◆ **TASK MATERIAL**:
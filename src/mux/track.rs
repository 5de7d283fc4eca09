use bytes::Bytes;
use serde::Serialize;
use std::sync::Arc;

use super::boxes::{find_child, find_path, BoxHeader, ByteReader, FourCc};
use super::codec::codec_string;
use super::error::{MuxError, Result};

/// Media kind of a track, from its `hdlr` handler type.
#[derive(Debug, Clone, Copy, PartialEq, Eq, Hash, Serialize)]
#[serde(rename_all = "lowercase")]
pub enum TrackKind {
    Video,
    Audio,
    /// Subtitles, timed metadata, hint tracks; never segmented
    Other,
}

impl TrackKind {
    pub fn from_handler(handler: [u8; 4]) -> Self {
        match &handler {
            b"vide" => Self::Video,
            b"soun" => Self::Audio,
            _ => Self::Other,
        }
    }

    pub fn as_str(&self) -> &'static str {
        match self {
            Self::Video => "video",
            Self::Audio => "audio",
            Self::Other => "other",
        }
    }
}

/// Immutable description of a segmented track.
#[derive(Debug, Clone, PartialEq, Eq, Serialize)]
pub struct TrackDescriptor {
    /// Track ID from the movie header
    pub id: u32,

    pub kind: TrackKind,

    /// RFC 6381 codec string (e.g. "avc1.64001f")
    pub codec: String,

    /// Media timescale in ticks per second
    pub timescale: u32,

    /// MIME type for a Media Source buffer, e.g. `video/mp4; codecs="avc1.64001f"`
    pub mime_type: String,
}

impl TrackDescriptor {
    pub fn new(id: u32, kind: TrackKind, codec: impl Into<String>, timescale: u32) -> Self {
        let codec = codec.into();
        let mime_type = format!("{}/mp4; codecs=\"{}\"", kind.as_str(), codec);
        Self {
            id,
            kind,
            codec,
            timescale,
            mime_type,
        }
    }
}

/// Whether a segment initialises a track or carries media samples.
#[derive(Debug, Clone, Copy, PartialEq, Eq, Serialize)]
#[serde(rename_all = "lowercase")]
pub enum SegmentKind {
    /// `ftyp` + single-track `moov`
    Init,
    /// `moof` + `mdat`
    Media,
}

/// An independently appendable fragment of the re-muxed stream.
#[derive(Debug, Clone)]
pub struct Segment {
    /// Dense per-session sequence number, starting at 0
    pub sequence: u64,

    pub track_id: u32,

    pub track: Arc<TrackDescriptor>,

    pub kind: SegmentKind,

    pub payload: Bytes,
}

/// A `trak` box together with what the segmenter learned from it.
#[derive(Debug, Clone)]
pub(crate) struct ParsedTrack {
    pub id: u32,
    pub kind: TrackKind,
    pub timescale: u32,
    pub codec: String,
    /// The raw `trak` box, copied into the track's init segment
    pub trak: Bytes,
}

/// Parse the identity, kind, timescale and codec of a `trak` box.
pub(crate) fn parse_trak(trak: Bytes) -> Result<ParsedTrack> {
    let header = BoxHeader::parse(&trak)?.ok_or_else(|| MuxError::malformed("truncated trak"))?;
    let payload = &trak[header.header_size..];

    let tkhd = find_child(payload, FourCc::TKHD)?
        .ok_or_else(|| MuxError::malformed("trak without tkhd"))?;
    let mut reader = ByteReader::new(tkhd.payload);
    let (version, _) = reader.version_and_flags()?;
    // creation and modification times
    reader.skip(if version == 1 { 16 } else { 8 })?;
    let id = reader.u32()?;

    let mdhd = find_path(payload, &[FourCc::MDIA, FourCc::MDHD])?
        .ok_or_else(|| MuxError::malformed(format!("track {id} without mdhd")))?;
    let mut reader = ByteReader::new(mdhd.payload);
    let (version, _) = reader.version_and_flags()?;
    reader.skip(if version == 1 { 16 } else { 8 })?;
    let timescale = reader.u32()?;

    let hdlr = find_path(payload, &[FourCc::MDIA, FourCc::HDLR])?
        .ok_or_else(|| MuxError::malformed(format!("track {id} without hdlr")))?;
    let mut reader = ByteReader::new(hdlr.payload);
    reader.version_and_flags()?;
    reader.skip(4)?; // pre_defined
    let handler = reader.bytes(4)?;
    let kind = TrackKind::from_handler([handler[0], handler[1], handler[2], handler[3]]);

    let codec = if kind == TrackKind::Other {
        String::new()
    } else {
        let stsd = find_path(
            payload,
            &[FourCc::MDIA, FourCc::MINF, FourCc::STBL, FourCc::STSD],
        )?
        .ok_or_else(|| MuxError::malformed(format!("track {id} without stsd")))?;
        codec_string(stsd.payload)?
    };

    Ok(ParsedTrack {
        id,
        kind,
        timescale,
        codec,
        trak,
    })
}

◆ **EXERCISE OBJECTIVE**:
Copy out the entries. Change nothing.

◆ **TASK OUTPUT**:
filename src/mux/track.rs
repository 5de7d283fc4eca09
use bytes::Bytes;
use serde::Serialize;
use std::sync::Arc;

use super::boxes::{find_child, find_path, BoxHeader, ByteReader, FourCc};
use super::codec::codec_string;
use super::error::{MuxError, Result};

/// Media kind of a track, from its `hdlr` handler type.
#[derive(Debug, Clone, Copy, PartialEq, Eq, Hash, Serialize)]
#[serde(rename_all = "lowercase")]
pub enum TrackKind {
    Video,
    Audio,
    /// Subtitles, timed metadata, hint tracks; never segmented
    Other,
}

impl TrackKind {
    pub fn from_handler(handler: [u8; 4]) -> Self {
        match &handler {
            b"vide" => Self::Video,
            b"soun" => Self::Audio,
            _ => Self::Other,
        }
    }

    pub fn as_str(&self) -> &'static str {
        match self {
            Self::Video => "video",
            Self::Audio => "audio",
            Self::Other => "other",
        }
    }
}

/// Immutable description of a segmented track.
#[derive(Debug, Clone, PartialEq, Eq, Serialize)]
pub struct TrackDescriptor {
    /// Track ID from the movie header
    pub id: u32,

    pub kind: TrackKind,

    /// RFC 6381 codec string (e.g. "avc1.64001f")
    pub codec: String,

    /// Media timescale in ticks per second
    pub timescale: u32,

    /// MIME type for a Media Source buffer, e.g. `video/mp4; codecs="avc1.64001f"`
    pub mime_type: String,
}

impl TrackDescriptor {
    pub fn new(id: u32, kind: TrackKind, codec: impl Into<String>, timescale: u32) -> Self {
        let codec = codec.into();
        let mime_type = format!("{}/mp4; codecs=\"{}\"", kind.as_str(), codec);
        Self {
            id,
            kind,
            codec,
            timescale,
            mime_type,
        }
    }
}

/// Whether a segment initialises a track or carries media samples.
#[derive(Debug, Clone, Copy, PartialEq, Eq, Serialize)]
#[serde(rename_all = "lowercase")]
pub enum SegmentKind {
    /// `ftyp` + single-track `moov`
    Init,
    /// `moof` + `mdat`
    Media,
}

/// An independently appendable fragment of the re-muxed stream.
#[derive(Debug, Clone)]
pub struct Segment {
    /// Dense per-session sequence number, starting at 0
    pub sequence: u64,

    pub track_id: u32,

    pub track: Arc<TrackDescriptor>,

    pub kind: SegmentKind,

    pub payload: Bytes,
}

/// A `trak` box together with what the segmenter learned from it.
#[derive(Debug, Clone)]
pub(crate) struct ParsedTrack {
    pub id: u32,
    pub kind: TrackKind,
    pub timescale: u32,
    pub codec: String,
    /// The raw `trak` box, copied into the track's init segment
    pub trak: Bytes,
}

/// Parse the identity, kind, timescale and codec of a `trak` box.
pub(crate) fn parse_trak(trak: Bytes) -> Result<ParsedTrack> {
    let header = BoxHeader::parse(&trak)?.ok_or_else(|| MuxError::malformed("truncated trak"))?;
    let payload = &trak[header.header_size..];

    let tkhd = find_child(payload, FourCc::TKHD)?
        .ok_or_else(|| MuxError::malformed("trak without tkhd"))?;
    let mut reader = ByteReader::new(tkhd.payload);
    let (version, _) = reader.version_and_flags()?;
    // creation and modification times
    reader.skip(if version == 1 { 16 } else { 8 })?;
    let id = reader.u32()?;

    let mdhd = find_path(payload, &[FourCc::MDIA, FourCc::MDHD])?
        .ok_or_else(|| MuxError::malformed(format!("track {id} without mdhd")))?;
    let mut reader = ByteReader::new(mdhd.payload);
    let (version, _) = reader.version_and_flags()?;
    reader.skip(if version == 1 { 16 } else { 8 })?;
    let timescale = reader.u32()?;

    let hdlr = find_path(payload, &[FourCc::MDIA, FourCc::HDLR])?
        .ok_or_else(|| MuxError::malformed(format!("track {id} without hdlr")))?;
    let mut reader = ByteReader::new(hdlr.payload);
    reader.version_and_flags()?;
    reader.skip(4)?; // pre_defined
    let handler = reader.bytes(4)?;
    let kind = TrackKind::from_handler([handler[0], handler[1], handler[2], handler[3]]);

    let codec = if kind == TrackKind::Other {
        String::new()
    } else {
        let stsd = find_path(
            payload,
            &[FourCc::MDIA, FourCc::MINF, FourCc::STBL, FourCc::STSD],
        )?
        .ok_or_else(|| MuxError::malformed(format!("track {id} without stsd")))?;
        codec_string(stsd.payload)?
    };

    Ok(ParsedTrack {
        id,
        kind,
        timescale,
        codec,
        trak,
    })
}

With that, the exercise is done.